- Dataset section:
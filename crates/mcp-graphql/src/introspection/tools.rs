//! MCP tools to allow an AI agent to introspect a GraphQL schema and execute operations.

pub(crate) mod graphql_request;
pub(crate) mod introspect_schema;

- Work instructions: All of the material above should be printed again exactly as it is.

- Answer box:
filename crates/mcp-graphql/src/introspection/tools.rs
//! MCP tools to allow an AI agent to introspect a GraphQL schema and execute operations.

pub(crate) mod graphql_request;
pub(crate) mod introspect_schema;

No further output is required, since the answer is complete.